"Her şey yazıldığı gibi okunuyor aslında yaşandığı gibi okumak gerek.
Herkesin ne çok anısı vardır. Bir anın anısı olur mu demeyin. Olur. Böyle baktığınızda her insanın trilyonlarca anısının olduğunu düşünebilirsiniz. Öyledir zaten.
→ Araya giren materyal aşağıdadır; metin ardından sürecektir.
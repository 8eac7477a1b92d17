//! Repo Lookup
//!
//! Lists a GitHub user's public repositories with their open issue counts.
//!
//! # Usage
//!
//! ```bash
//! # One-shot
//! repo-lookup octocat
//!
//! # Interactive: one username per line, lookups may overlap
//! repo-lookup
//! ```

use anyhow::Result;
use clap::{ArgAction, Parser};
use std::process::ExitCode;
use std::sync::Arc;
use tokio::io::BufReader;

use repo_lookup::config::Config;
use repo_lookup::logging::init_tracing;
use repo_lookup::render::default_surface;
use repo_lookup::session::run_session;
use repo_lookup::{GitHubClient, LookupPipeline, OverlapPolicy};

#[derive(Parser)]
#[command(name = "repo-lookup")]
#[command(about = "List a GitHub user's repositories and their open issues")]
struct Cli {
    /// GitHub username (starts an interactive prompt when omitted)
    username: Option<String>,

    /// GitHub API base URL (default: from config or https://api.github.com)
    #[arg(long, env = "GITHUB_API_URL")]
    api_url: Option<String>,

    /// Request timeout in seconds
    #[arg(long)]
    timeout: Option<u64>,

    /// Disable colors and symbols
    #[arg(long)]
    plain: bool,

    /// Which response wins when interactive lookups overlap
    #[arg(long, value_enum)]
    overlap: Option<OverlapPolicy>,

    /// Increase verbosity (-v info, -vv debug, -vvv trace). Default is warn.
    #[arg(short, long, action = ArgAction::Count)]
    verbose: u8,
}

#[tokio::main]
async fn main() -> Result<ExitCode> {
    let cli = Cli::parse();
    init_tracing(cli.verbose)?;

    let mut config = Config::load()?.with_api_url(cli.api_url);
    if let Some(timeout) = cli.timeout {
        config.github.timeout_seconds = timeout;
    }
    if let Some(overlap) = cli.overlap {
        config.lookup.overlap = overlap;
    }
    let config = config.validated()?;
    tracing::debug!(api_url = %config.github.api_url, overlap = ?config.lookup.overlap, "configured");

    let source = Arc::new(GitHubClient::new(&config.github)?);
    let surface = default_surface(cli.plain);
    let pipeline = Arc::new(LookupPipeline::new(source, surface, config.lookup.overlap));

    match cli.username {
        Some(mut field) => {
            let outcome = pipeline.submit(&mut field).await;
            tracing::debug!(?outcome, "submission finished");
            Ok(if outcome.is_rendered() {
                ExitCode::SUCCESS
            } else {
                ExitCode::FAILURE
            })
        }
        None => {
            eprintln!("Enter a GitHub username per line. Type 'quit' to exit.");
            let stdin = BufReader::new(tokio::io::stdin());
            let outcomes = run_session(pipeline, stdin).await;
            tracing::debug!(submissions = outcomes.len(), "session ended");
            Ok(ExitCode::SUCCESS)
        }
    }
}
//! Tracing setup
//!
//! Logs go to stderr so stdout only carries rendered results.

use tracing_subscriber::{layer::SubscriberExt, util::SubscriberInitExt, EnvFilter};

/// Map `-v` occurrences to a level for this crate
pub fn level_for(verbose: u8) -> &'static str {
    match verbose {
        0 => "warn",
        1 => "info",
        2 => "debug",
        _ => "trace",
    }
}

/// Build the log filter
///
/// Without `RUST_LOG` everything logs at `warn` and this crate at the `-v`
/// level. With `RUST_LOG` its directives decide; `-v` still raises this crate
/// when given explicitly.
pub fn build_filter(verbose: u8, rust_log: Option<&str>) -> EnvFilter {
    let crate_directive = format!("repo_lookup={}", level_for(verbose));

    let env_filter = rust_log
        .filter(|v| !v.trim().is_empty())
        .and_then(|v| match EnvFilter::try_new(v) {
            Ok(filter) => Some(filter),
            Err(e) => {
                eprintln!("ignoring invalid RUST_LOG '{}': {}", v, e);
                None
            }
        });

    match env_filter {
        Some(filter) if verbose == 0 => filter,
        Some(filter) => match crate_directive.parse() {
            Ok(directive) => filter.add_directive(directive),
            Err(_) => filter,
        },
        None => EnvFilter::new(format!("warn,{}", crate_directive)),
    }
}

/// Initialize tracing to stderr
///
/// See [`build_filter`] for how `RUST_LOG` and `verbose` combine. Set
/// `LOG_FORMAT=json` for structured JSON output.
pub fn init_tracing(verbose: u8) -> anyhow::Result<()> {
    let rust_log = std::env::var(EnvFilter::DEFAULT_ENV).ok();
    let filter = build_filter(verbose, rust_log.as_deref());

    let use_json = std::env::var("LOG_FORMAT")
        .map(|v| v.eq_ignore_ascii_case("json"))
        .unwrap_or(false);

    let registry = tracing_subscriber::registry().with(filter);

    if use_json {
        registry
            .with(
                tracing_subscriber::fmt::layer()
                    .json()
                    .with_writer(std::io::stderr),
            )
            .try_init()?;
    } else {
        registry
            .with(
                tracing_subscriber::fmt::layer()
                    .with_writer(std::io::stderr)
                    .with_ansi(false),
            )
            .try_init()?;
    }

    Ok(())
}
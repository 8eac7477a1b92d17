//! Username and repository record types
//!
//! Records are deserialized strictly from the GitHub `/users/{user}/repos`
//! response: unknown fields are ignored, missing or mistyped ones are errors.

use serde::{Deserialize, Serialize};
use std::fmt;

use crate::error::{LookupError, LookupResult};

/// A trimmed, non-empty GitHub username
#[derive(Debug, Clone, PartialEq, Eq, Hash)]
pub struct Username(String);

impl Username {
    /// Trim `raw` and reject it if nothing is left
    pub fn parse(raw: &str) -> LookupResult<Self> {
        let trimmed = raw.trim();
        if trimmed.is_empty() {
            return Err(LookupError::EmptyInput);
        }
        Ok(Self(trimmed.to_string()))
    }

    pub fn as_str(&self) -> &str {
        &self.0
    }
}

impl fmt::Display for Username {
    fn fmt(&self, f: &mut fmt::Formatter<'_>) -> fmt::Result {
        f.write_str(&self.0)
    }
}

/// Repository owner
#[derive(Debug, Clone, PartialEq, Eq, Serialize, Deserialize)]
pub struct Owner {
    /// GitHub login of the owning user or organization
    pub login: String,
}

/// One entry of a user's repository list
#[derive(Debug, Clone, PartialEq, Eq, Serialize, Deserialize)]
pub struct RepositoryRecord {
    /// Repository owner
    pub owner: Owner,

    /// Repository name (without owner)
    pub name: String,

    /// Open issues, pull requests included
    pub open_issues_count: u64,
}

impl RepositoryRecord {
    /// Display label, `owner/name`
    pub fn label(&self) -> String {
        format!("{}/{}", self.owner.login, self.name)
    }
}
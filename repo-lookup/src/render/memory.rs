//! In-memory surface
//!
//! Keeps the current view and a log of notifications instead of drawing.
//! Used when embedding the pipeline and in tests.

use std::sync::{Mutex, MutexGuard};

use super::{RepoRow, Surface};

/// Snapshot of what a surface currently shows
#[derive(Debug, Clone, Default, PartialEq, Eq)]
pub struct View {
    /// Username echoed next to the rows
    pub search_term: Option<String>,
    /// Rows, top to bottom
    pub rows: Vec<RepoRow>,
    /// Inline empty-state message, if shown
    pub empty_message: Option<String>,
}

/// Surface that records instead of drawing
#[derive(Debug, Default)]
pub struct MemorySurface {
    view: Mutex<View>,
    notifications: Mutex<Vec<String>>,
}

impl MemorySurface {
    pub fn new() -> Self {
        Self::default()
    }

    /// Current view
    pub fn view(&self) -> View {
        lock(&self.view).clone()
    }

    /// Every notification shown so far, oldest first
    pub fn notifications(&self) -> Vec<String> {
        lock(&self.notifications).clone()
    }
}

// A panic while holding the lock leaves plain data behind; keep using it.
fn lock<T>(mutex: &Mutex<T>) -> MutexGuard<'_, T> {
    mutex.lock().unwrap_or_else(|poisoned| poisoned.into_inner())
}

impl Surface for MemorySurface {
    fn clear(&self) {
        let mut view = lock(&self.view);
        view.rows.clear();
        view.empty_message = None;
    }

    fn set_search_term(&self, term: &str) {
        lock(&self.view).search_term = Some(term.to_string());
    }

    fn append_row(&self, row: RepoRow) {
        lock(&self.view).rows.push(row);
    }

    fn show_empty(&self, message: &str) {
        lock(&self.view).empty_message = Some(message.to_string());
    }

    fn notify(&self, message: &str) {
        lock(&self.notifications).push(message.to_string());
    }
}
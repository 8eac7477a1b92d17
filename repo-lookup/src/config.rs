//! Configuration loading for repo-lookup
//!
//! Configuration is loaded from:
//! 1. Environment variable REPO_LOOKUP_CONFIG_PATH
//! 2. <config dir>/repo-lookup/config.toml
//! 3. Default values
//!
//! `GITHUB_API_URL` overrides the file; CLI flags override both.

use anyhow::{bail, Context, Result};
use serde::{Deserialize, Serialize};
use std::path::{Path, PathBuf};

use crate::pipeline::OverlapPolicy;

/// Main configuration structure
#[derive(Debug, Clone, Default, Serialize, Deserialize)]
pub struct Config {
    /// GitHub API access
    #[serde(default)]
    pub github: GitHubConfig,
    /// Submission handling
    #[serde(default)]
    pub lookup: LookupConfig,
}

/// GitHub API configuration
#[derive(Debug, Clone, Serialize, Deserialize)]
pub struct GitHubConfig {
    /// Base URL of the REST API
    #[serde(default = "default_api_url")]
    pub api_url: String,
    /// User-Agent header sent with every request
    #[serde(default = "default_user_agent")]
    pub user_agent: String,
    /// Request timeout in seconds
    #[serde(default = "default_timeout")]
    pub timeout_seconds: u64,
}

/// Submission handling configuration
#[derive(Debug, Clone, Default, Serialize, Deserialize)]
pub struct LookupConfig {
    /// What to do with a response that arrives after a newer submission
    #[serde(default)]
    pub overlap: OverlapPolicy,
}

// Default value functions
fn default_api_url() -> String {
    "https://api.github.com".to_string()
}

fn default_user_agent() -> String {
    concat!("repo-lookup/", env!("CARGO_PKG_VERSION")).to_string()
}

fn default_timeout() -> u64 {
    30
}

impl Default for GitHubConfig {
    fn default() -> Self {
        Self {
            api_url: default_api_url(),
            user_agent: default_user_agent(),
            timeout_seconds: default_timeout(),
        }
    }
}

impl Config {
    /// Load configuration from file or use defaults
    pub fn load() -> Result<Self> {
        let config = match Self::find_config_path() {
            Some(path) if path.exists() => {
                tracing::info!("Loading config from: {}", path.display());
                Self::load_from_path(&path)?
            }
            Some(path) => {
                tracing::debug!("Config file {} not found, using defaults", path.display());
                Self::default()
            }
            None => {
                tracing::debug!("No config path available, using defaults");
                Self::default()
            }
        };

        config
            .with_api_url(std::env::var("GITHUB_API_URL").ok())
            .validated()
    }

    /// Load from a specific path
    pub fn load_from_path(path: &Path) -> Result<Self> {
        let content = std::fs::read_to_string(path)
            .with_context(|| format!("failed to read {}", path.display()))?;
        let config: Config = toml::from_str(&content)
            .with_context(|| format!("failed to parse {}", path.display()))?;
        Ok(config)
    }

    /// Replace the API URL when an override is present
    pub fn with_api_url(mut self, api_url: Option<String>) -> Self {
        if let Some(url) = api_url.filter(|u| !u.trim().is_empty()) {
            self.github.api_url = url;
        }
        self
    }

    /// Check that the API URL is an absolute http(s) URL
    pub fn validated(self) -> Result<Self> {
        let parsed = url::Url::parse(&self.github.api_url)
            .with_context(|| format!("invalid GitHub API URL '{}'", self.github.api_url))?;
        if !matches!(parsed.scheme(), "http" | "https") {
            bail!(
                "GitHub API URL must use http or https, got '{}'",
                parsed.scheme()
            );
        }
        if self.github.timeout_seconds == 0 {
            bail!("timeout_seconds must be greater than zero");
        }
        Ok(self)
    }

    /// Find the configuration file path
    fn find_config_path() -> Option<PathBuf> {
        // 1. Check environment variable
        if let Ok(path) = std::env::var("REPO_LOOKUP_CONFIG_PATH") {
            return Some(PathBuf::from(path));
        }

        // 2. Platform config directory
        dirs::config_dir().map(|dir| dir.join("repo-lookup").join("config.toml"))
    }
}

#[cfg(test)]
mod tests {
    use super::*;
    use std::io::Write;

    #[test]
    fn test_defaults() {
        let config = Config::default();
        assert_eq!(config.github.api_url, "https://api.github.com");
        assert_eq!(config.github.timeout_seconds, 30);
        assert!(config.github.user_agent.starts_with("repo-lookup/"));
        assert_eq!(config.lookup.overlap, OverlapPolicy::LatestSubmission);
    }

    #[test]
    fn test_load_partial_file() {
        let mut file = tempfile::NamedTempFile::new().unwrap();
        writeln!(
            file,
            "[github]\napi_url = \"http://127.0.0.1:9000\"\n\n[lookup]\noverlap = \"last-response\""
        )
        .unwrap();

        let config = Config::load_from_path(file.path()).unwrap();
        assert_eq!(config.github.api_url, "http://127.0.0.1:9000");
        assert_eq!(config.github.timeout_seconds, 30);
        assert_eq!(config.lookup.overlap, OverlapPolicy::LastResponse);
    }

    #[test]
    fn test_load_invalid_toml() {
        let mut file = tempfile::NamedTempFile::new().unwrap();
        writeln!(file, "[github\napi_url = ").unwrap();
        assert!(Config::load_from_path(file.path()).is_err());
    }

    #[test]
    fn test_api_url_override() {
        let config = Config::default().with_api_url(Some("http://localhost:1".into()));
        assert_eq!(config.github.api_url, "http://localhost:1");

        let config = Config::default().with_api_url(Some("  ".into()));
        assert_eq!(config.github.api_url, "https://api.github.com");

        let config = Config::default().with_api_url(None);
        assert_eq!(config.github.api_url, "https://api.github.com");
    }

    #[test]
    fn test_validation() {
        assert!(Config::default().validated().is_ok());
        assert!(Config::default()
            .with_api_url(Some("not a url".into()))
            .validated()
            .is_err());
        assert!(Config::default()
            .with_api_url(Some("ftp://example.com".into()))
            .validated()
            .is_err());

        let mut config = Config::default();
        config.github.timeout_seconds = 0;
        assert!(config.validated().is_err());
    }
}
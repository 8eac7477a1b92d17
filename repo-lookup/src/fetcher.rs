//! Repository list fetcher
//!
//! [`RepoSource`] is the seam the pipeline fetches through; [`GitHubClient`]
//! is the HTTP implementation against the GitHub REST API.
//!
//! # Example
//!
//! ```rust,ignore
//! use repo_lookup::{GitHubClient, RepoSource, Username};
//!
//! let client = GitHubClient::new(&Default::default())?;
//! let repos = client.list_repos(&Username::parse("octocat")?).await?;
//! ```

use anyhow::Context;
use async_trait::async_trait;
use reqwest::header::{HeaderMap, HeaderValue, ACCEPT};
use reqwest::Client;
use std::time::Duration;
use tracing::{debug, instrument, warn};

use crate::config::GitHubConfig;
use crate::error::{LookupError, QueryResult};
use crate::models::{RepositoryRecord, Username};

/// Anything that can list a user's repositories
#[async_trait]
pub trait RepoSource: Send + Sync {
    /// Fetch the repository list for `username`
    ///
    /// Issues exactly one request; failures are classified, never retried.
    async fn list_repos(&self, username: &Username) -> QueryResult;
}

/// Build `{api_url}/users/{username}/repos`
///
/// The username goes into the path as-is.
pub fn endpoint_url(api_url: &str, username: &Username) -> String {
    format!(
        "{}/users/{}/repos",
        api_url.trim_end_matches('/'),
        username.as_str()
    )
}

/// GitHub REST API client
#[derive(Clone)]
pub struct GitHubClient {
    client: Client,
    api_url: String,
}

impl GitHubClient {
    /// Create a client with the configured user agent and timeout
    pub fn new(config: &GitHubConfig) -> anyhow::Result<Self> {
        let mut headers = HeaderMap::new();
        headers.insert(
            ACCEPT,
            HeaderValue::from_static("application/vnd.github.v3+json"),
        );

        let client = Client::builder()
            .default_headers(headers)
            .user_agent(&config.user_agent)
            .timeout(Duration::from_secs(config.timeout_seconds))
            .build()
            .context("Failed to build HTTP client")?;

        Ok(Self {
            client,
            api_url: config.api_url.clone(),
        })
    }

    /// Endpoint this client requests for `username`
    pub fn endpoint(&self, username: &Username) -> String {
        endpoint_url(&self.api_url, username)
    }
}

#[async_trait]
impl RepoSource for GitHubClient {
    #[instrument(skip(self), fields(user = %username))]
    async fn list_repos(&self, username: &Username) -> QueryResult {
        let url = self.endpoint(username);
        debug!(%url, "requesting repository list");

        let response = self.client.get(&url).send().await.map_err(|e| {
            warn!(error = %e, "request failed before a response arrived");
            LookupError::from(e)
        })?;

        let status = response.status();
        if !status.is_success() {
            warn!(status = status.as_u16(), "repository list request rejected");
            return Err(LookupError::UserNotFound {
                status: status.as_u16(),
            });
        }

        let body = response.bytes().await?;
        let records: Vec<RepositoryRecord> = serde_json::from_slice(&body).map_err(|e| {
            warn!(error = %e, "repository list did not match the expected shape");
            LookupError::from(e)
        })?;

        debug!(count = records.len(), "decoded repository list");
        Ok(records)
    }
}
İşyeri grev politik işsizlik sokak kedi park ayrılık buluşma kent otobüs durak yolculuk askerlik evlilik çocukluk okul hapishane kavga kaçaklık tatil birini bekleme özleme ihanete uğrama aldatılma kazıklanma anıları kısacası hayatta ne varsa kim ne yaşanmışsa her biri bir anıdır. Kimi bir saniyelik kimi saatlik günlük aylık; kimi ömürlük olabilir insanın hayatında. Bazıları duygularınıza bazıları teninize değer geçer bazıları yaşadıkça kanayabilir. Böyleleri ancak siz ölünce ölür. Yazılmışsa; hikâyelerde şiirlerde romanlarda varlığını sürdürür uyarı olur başkalarına. Şiirler hikâyeler romanlar bu nedenle yazılır zaten; bütün gelecek zamanlarda bireyi korumak için yazılır."